For a while now, there have been proposals and consultations regarding a restructuring Pollok Country Park access arrangements, known as ‘Transforming Pollok Country Park’.

The full planning proposal was made available earlier in June (ref 20/01352/FUL), and the closing date for feedback is 6th July 2020. I’ve been a bit busy with AGMs, and various other things, but finally pulled my finger out at the weekend to review and write my own feedback (after prompting for some feedback to assist with drafting the GoBike response to same)

I’m afraid it’s another epic, in a similar vein to the Bellahouston park objection earlier in the year. But then I do live very, very close to the park and am directly impacted. That said, I hope I’m not about to find myself on a list at Glasgow Planning HQ…

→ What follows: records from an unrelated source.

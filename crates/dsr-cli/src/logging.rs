//! Logging infrastructure using `tracing` and `tracing-subscriber`.
//!
//! # Log levels
//!
//! - `error`: unrecoverable failures
//! - `warn`: degraded behavior (missing indices, provider failures)
//! - `info`: pass progress, resolution counts, output paths
//! - `debug`: per-section match and resolution decisions
//! - `trace`: scoring details

use std::fs::{File, OpenOptions};
use std::io::{self, IsTerminal};
use std::path::PathBuf;
use std::sync::Arc;

use tracing::level_filters::LevelFilter;
use tracing_subscriber::{
    EnvFilter,
    fmt::{self, MakeWriter},
    layer::SubscriberExt,
    util::SubscriberInitExt,
};

/// Configuration for logging behavior.
#[derive(Debug, Clone)]
pub struct LogConfig {
    /// Maximum level emitted when no env filter applies.
    pub level_filter: LevelFilter,
    /// Let `RUST_LOG` override the level when no explicit flag was given.
    pub use_env_filter: bool,
    /// Include timestamps in log output.
    pub with_timestamps: bool,
    /// Include the module path in log output.
    pub with_target: bool,
    /// Use ANSI colors in output.
    pub with_ansi: bool,
    /// Output format.
    pub format: LogFormat,
    /// When set, logs are appended to this file instead of stderr.
    pub log_file: Option<PathBuf>,
}

/// Log output format.
#[derive(Debug, Clone, Copy, Default, PartialEq, Eq)]
pub enum LogFormat {
    /// Human-readable format with colors.
    #[default]
    Pretty,
    /// Compact single-line format.
    Compact,
    /// JSON format for machine parsing.
    Json,
}

impl Default for LogConfig {
    fn default() -> Self {
        Self {
            level_filter: LevelFilter::INFO,
            use_env_filter: true,
            with_timestamps: false,
            with_target: false,
            with_ansi: io::stderr().is_terminal(),
            format: LogFormat::default(),
            log_file: None,
        }
    }
}

/// Initialize the global tracing subscriber.
///
/// Call once at startup.
///
/// # Errors
///
/// Returns an error if the log file cannot be opened.
///
/// # Panics
///
/// Panics if called more than once.
pub fn init_logging(config: &LogConfig) -> io::Result<()> {
    if let Some(path) = &config.log_file {
        let file: File = OpenOptions::new().create(true).append(true).open(path)?;
        init_logging_with_writer(config, Arc::new(file));
    } else {
        init_logging_with_writer(config, io::stderr);
    }
    Ok(())
}

/// Initialize logging with a custom writer (useful for testing).
pub fn init_logging_with_writer<W>(config: &LogConfig, writer: W)
where
    W: for<'writer> MakeWriter<'writer> + Send + Sync + 'static,
{
    let filter = build_filter(config);

    match config.format {
        LogFormat::Json => {
            let layer = fmt::layer()
                .json()
                .with_writer(writer)
                .with_target(config.with_target);
            tracing_subscriber::registry()
                .with(filter)
                .with(layer)
                .init();
        }
        LogFormat::Compact => {
            let layer = fmt::layer()
                .compact()
                .with_writer(writer)
                .with_ansi(config.with_ansi)
                .with_target(config.with_target);
            if config.with_timestamps {
                tracing_subscriber::registry()
                    .with(filter)
                    .with(layer)
                    .init();
            } else {
                tracing_subscriber::registry()
                    .with(filter)
                    .with(layer.without_time())
                    .init();
            }
        }
        LogFormat::Pretty => {
            let layer = fmt::layer()
                .with_writer(writer)
                .with_ansi(config.with_ansi)
                .with_target(config.with_target);
            if config.with_timestamps {
                tracing_subscriber::registry()
                    .with(filter)
                    .with(layer)
                    .init();
            } else {
                tracing_subscriber::registry()
                    .with(filter)
                    .with(layer.without_time())
                    .init();
            }
        }
    }
}

/// Build the level filter, respecting `RUST_LOG` when allowed.
///
/// External crates stay at warn level to reduce noise.
fn build_filter(config: &LogConfig) -> EnvFilter {
    let level = config.level_filter.to_string().to_lowercase();
    let default_directives = format!(
        "warn,dsr_cli={level},dsr_index={level},dsr_map={level},\
         dsr_model={level},dsr_resolve={level}"
    );
    if config.use_env_filter {
        EnvFilter::try_from_default_env().unwrap_or_else(|_| EnvFilter::new(&default_directives))
    } else {
        EnvFilter::new(&default_directives)
    }
}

During the drafting, I found some key points that may be of interest, and wanted to make it available for anybody who may be drafting their own.

  • There’s some deeply flawed proposals for Haggs/Shawmoss junction that prevents a right turn heading north. This will cause a lot of traffic to go into side-roads or through already busy rat-runs in Waverley park.
  • The traffic analysis that accompanies the proposal is very limited in scope.
  • The retention of the Burrell carpark for – get this – 109 general parking spaces in addition to a new carpark, is fundamentally at odds with the goal of removing cars from the centre of the park. I think it should be Blue Badge/access only, or – conversely – the sole car park, with a rethought access arrangement.
  • Further, that usage/modelling necessitates construction of a new road in the park (ie. to support two-way traffic). If they didn’t have as much use being made, it wouldn’t have to be two way, and it could perhaps be widened more sympathetically to allow passing of limited access traffic.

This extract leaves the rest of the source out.